Author: CFHA

  • Find us on Facebook!

    The CFHA is now on Facebook! We’ve set up a page you can follow to see new blog posts, articles, events, and news shared by the community.

    You can find us at https://www.facebook.com/Canadian-Friends-Historical-Association-100910118316978/

    Every blog post we publish here will automatically appear there.

    A special thanks to Sydney Harker for volunteering her time and helping us set this up.

    The page will not be monitored by the CFHA executive, so if you’d like our attention, please come to the blog to post comments, or send us emails from our contact page.

    Don’t forget that you need to register an account in order to post comments – which only takes a minute.

    We’d love to hear your thoughts on Facebook and other ways we can keep in touch.

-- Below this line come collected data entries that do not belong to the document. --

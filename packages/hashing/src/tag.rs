//! Authentication tag produced by the signer

use crate::error::{HashError, Result};
use crate::hmac::DIGEST_SIZE;
use std::fmt;
use std::str::FromStr;
use subtle::ConstantTimeEq;

/// 256-bit message authentication code.
///
/// Equality is constant-time. The text form is 64 lowercase hex characters.
#[derive(Clone, Copy)]
pub struct MacTag([u8; DIGEST_SIZE]);

impl MacTag {
    /// Wrap a raw digest.
    #[must_use]
    pub const fn from_bytes(bytes: [u8; DIGEST_SIZE]) -> Self {
        Self(bytes)
    }

    /// Parse the hex form. Either case is accepted.
    pub fn from_hex(text: &str) -> Result<Self> {
        let mut bytes = [0u8; DIGEST_SIZE];
        hex::decode_to_slice(text, &mut bytes).map_err(|e| HashError::invalid_tag(e.to_string()))?;
        Ok(Self(bytes))
    }

    /// Raw digest bytes.
    #[must_use]
    pub fn as_bytes(&self) -> &[u8; DIGEST_SIZE] {
        &self.0
    }

    /// Lowercase hex form.
    #[must_use]
    pub fn to_hex(&self) -> String {
        hex::encode(self.0)
    }
}

impl PartialEq for MacTag {
    fn eq(&self, other: &Self) -> bool {
        self.0[..].ct_eq(&other.0[..]).into()
    }
}

impl Eq for MacTag {}

impl fmt::Display for MacTag {
    fn fmt(&self, f: &mut fmt::Formatter<'_>) -> fmt::Result {
        f.write_str(&self.to_hex())
    }
}

impl fmt::Debug for MacTag {
    fn fmt(&self, f: &mut fmt::Formatter<'_>) -> fmt::Result {
        write!(f, "MacTag({self})")
    }
}

impl FromStr for MacTag {
    type Err = HashError;

    fn from_str(s: &str) -> Result<Self> {
        Self::from_hex(s)
    }
}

If you have suggestions, please post them in the comments below!

  • Researcher question: Do you know anything about the Lundy family?

    We’ve received a researcher question to be put to the expertise of the CFHA and its membership:

    Hello, I just discovered that my great, great grandfather, Enos Lundy III, was a Quaker, whose father, Enos Lundy II and grandfather, Enos Lundy I, immigrated to Canada from Pennsylvaia, USA, in 1805. They settled in York County in Whitchurch Township I believe.

    The house built by Enos Lundy (II I beieve) has been designated a heritage home by Aurora.

    Enos III was father to Sarah, who married John Cain. Their daughter, Fern, was my grandmother, who married Milton Palmateer. My mother, Irene, was their second child.

    I would like to learn more about my Quaker roots. I understand that there might be a book written about the Lundys?

    Any information would be greatly appreciated.

    Can you help our researcher out with some relevant resources or suggestions for places to find further information? Please use the comment field below (and register for an account to post comments, if you have not yet done so.)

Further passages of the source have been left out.